IREN is a leading AI Cloud Service Provider, delivering large-scale GPU clusters for AI training and inference. IREN’s vertically integrated platform is underpinned by its expansive portfolio of grid-connected land and data centers in renewable-rich regions across the U.S. and Canada.

Contacts

Investors
ir@iren.com

Media
media@iren.com

Forward-Looking Statements

This press release includes “forward-looking statements” within the meaning of the within the meaning of Section 27A of the Securities Act of 1933, as amended, and Section 21E of the Securities Exchange Act of 1934, as amended, including statements regarding the Convertible Notes Offering, the Concurrent Equity Offering and the Repurchase and the intended use of the net proceeds. Forward-looking statements represent IREN’s current expectations, beliefs, and projections regarding future events and are subject to known and unknown uncertainties, risks, assumptions and contingencies, many of which are outside IREN’s control and that could cause actual results to differ materially from those described in or implied by the forward-looking statements. Among those risks and uncertainties are market conditions, risks relating to IREN’s business, including those described in periodic reports that IREN files from time to time with the SEC. IREN cannot provide any assurances regarding its ability to effectively apply the net proceeds after funding the cost of entering into the capped call transactions as described above.
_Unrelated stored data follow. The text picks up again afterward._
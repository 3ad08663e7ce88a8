//! Batches pending notifications into summarized groups for periodic
//! digests.

use chrono::{DateTime, Datelike, Duration, TimeZone, Timelike, Utc};

use crate::entity::{DigestInterval, NotificationEvent, NotificationPriority, NotificationType};

pub const DEFAULT_GROUP_WINDOW_MINUTES: i64 = 15;

const DIGEST_DELIVERY_HOUR: u32 = 9;

#[derive(Debug, Clone, PartialEq)]
pub struct NotificationGroup {
    /// type + "-" + priority; the grouping key.
    pub key: String,
    pub kind: NotificationType,
    pub priority: NotificationPriority,
    pub count: usize,
    /// Pluralized summary, e.g. "3 new replies".
    pub title: String,
}

/// Groups events from the trailing window by type and priority, in
/// first-seen order.
pub fn group(
    events: &[NotificationEvent],
    window_minutes: i64,
    now: DateTime<Utc>,
) -> Vec<NotificationGroup> {
    let cutoff = now - Duration::minutes(window_minutes);

    let mut groups: Vec<NotificationGroup> = Vec::new();
    for event in events.iter().filter(|e| e.created_at >= cutoff) {
        let key = format!("{}-{}", event.kind, event.priority);
        match groups.iter_mut().find(|g| g.key == key) {
            Some(existing) => existing.count += 1,
            None => groups.push(NotificationGroup {
                key,
                kind: event.kind,
                priority: event.priority,
                count: 1,
                title: String::new(),
            }),
        }
    }

    for group in &mut groups {
        let (singular, plural) = group.kind.digest_label();
        group.title = if group.count == 1 {
            format!("1 {}", singular)
        } else {
            format!("{} {}", group.count, plural)
        };
    }

    groups
}

/// When the next digest should go out.
pub fn next_digest_time(interval: DigestInterval, now: DateTime<Utc>) -> DateTime<Utc> {
    match interval {
        DigestInterval::Hourly => {
            let truncated = Utc
                .with_ymd_and_hms(now.year(), now.month(), now.day(), now.hour(), 0, 0)
                .single()
                .unwrap_or(now);
            truncated + Duration::hours(1)
        }
        DigestInterval::Daily => morning_of(now + Duration::days(1)),
        DigestInterval::Weekly => morning_of(now + Duration::days(7)),
    }
}

fn morning_of(day: DateTime<Utc>) -> DateTime<Utc> {
    Utc.with_ymd_and_hms(
        day.year(),
        day.month(),
        day.day(),
        DIGEST_DELIVERY_HOUR,
        0,
        0,
    )
    .single()
    .unwrap_or(day)
}

#[cfg(test)]
mod tests {
    use super::*;
    use chrono::TimeZone;
    use uuid::Uuid;

    fn event(kind: NotificationType, created_at: DateTime<Utc>) -> NotificationEvent {
        let mut e = NotificationEvent::new(
            Uuid::new_v4(),
            kind,
            String::new(),
            String::new(),
            serde_json::Value::Null,
        );
        e.created_at = created_at;
        e
    }

    #[test]
    fn test_group_counts_and_pluralized_titles() {
        let now = Utc.with_ymd_and_hms(2025, 3, 10, 12, 0, 0).unwrap();
        let mut events = Vec::new();
        for _ in 0..3 {
            events.push(event(NotificationType::NewReply, now - Duration::minutes(5)));
        }
        for _ in 0..2 {
            events.push(event(NotificationType::BadgeEarned, now - Duration::minutes(5)));
        }

        let groups = group(&events, DEFAULT_GROUP_WINDOW_MINUTES, now);
        assert_eq!(groups.len(), 2);
        assert_eq!(groups[0].count, 3);
        assert_eq!(groups[0].title, "3 new replies");
        assert_eq!(groups[1].count, 2);
        assert_eq!(groups[1].title, "2 badges earned");
    }

    #[test]
    fn test_group_singular_title() {
        let now = Utc::now();
        let events = vec![event(NotificationType::BadgeEarned, now)];
        let groups = group(&events, DEFAULT_GROUP_WINDOW_MINUTES, now);
        assert_eq!(groups[0].title, "1 badge earned");
    }

    #[test]
    fn test_group_window_excludes_old_events() {
        let now = Utc::now();
        let events = vec![
            event(NotificationType::NewReply, now - Duration::minutes(5)),
            event(NotificationType::NewReply, now - Duration::minutes(60)),
        ];
        let groups = group(&events, DEFAULT_GROUP_WINDOW_MINUTES, now);
        assert_eq!(groups.len(), 1);
        assert_eq!(groups[0].count, 1);
    }

    #[test]
    fn test_group_keys_split_same_type_different_priority() {
        let now = Utc::now();
        let mut escalated = event(NotificationType::System, now);
        escalated.priority = NotificationPriority::High;
        let events = vec![event(NotificationType::System, now), escalated];

        let groups = group(&events, DEFAULT_GROUP_WINDOW_MINUTES, now);
        assert_eq!(groups.len(), 2);
    }

    #[test]
    fn test_next_digest_hourly_tops_the_hour() {
        let now = Utc.with_ymd_and_hms(2025, 3, 10, 14, 37, 12).unwrap();
        let next = next_digest_time(DigestInterval::Hourly, now);
        assert_eq!(next, Utc.with_ymd_and_hms(2025, 3, 10, 15, 0, 0).unwrap());
    }

    #[test]
    fn test_next_digest_daily_nine_next_day() {
        let now = Utc.with_ymd_and_hms(2025, 3, 10, 14, 37, 12).unwrap();
        let next = next_digest_time(DigestInterval::Daily, now);
        assert_eq!(next, Utc.with_ymd_and_hms(2025, 3, 11, 9, 0, 0).unwrap());
    }

    #[test]
    fn test_next_digest_weekly_seven_days_ahead() {
        let now = Utc.with_ymd_and_hms(2025, 3, 10, 2, 0, 0).unwrap();
        let next = next_digest_time(DigestInterval::Weekly, now);
        assert_eq!(next, Utc.with_ymd_and_hms(2025, 3, 17, 9, 0, 0).unwrap());
    }
}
The forward-looking statements included in this press release speak only as of the date of this press release, and IREN does not undertake any obligation to update the forward-looking statements included in this press release for subsequent developments, except as may be required by law. For a further discussion of factors that could cause IREN’s future results to differ materially from any forward-looking statements, see the section entitled “Risk Factors” in IREN’s Annual Report on Form 10-K for the year ended June 30, 2025 and other risks described in documents filed by IREN from time to time with the Securities and Exchange Commission.